= EXERCISE OBJECTIVE =
Check each line below for "await" and give the count of those that have it, nothing else.

- Opening Delimiter -

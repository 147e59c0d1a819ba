// SPDX-License-Identifier: MIT
// Copyright (c) 2026 Alfred Jean LLC

use crate::display::format_message;
use crate::error::Result;

use super::Context;

pub async fn run(ctx: &Context, text: &str) -> Result<()> {
    ctx.restore().await?;
    let message = ctx.coordinator.send(text).await?;
    println!("{}", format_message(&message));
    Ok(())
}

- Closing Delimiter -

= FINISHED EXERCISE =
2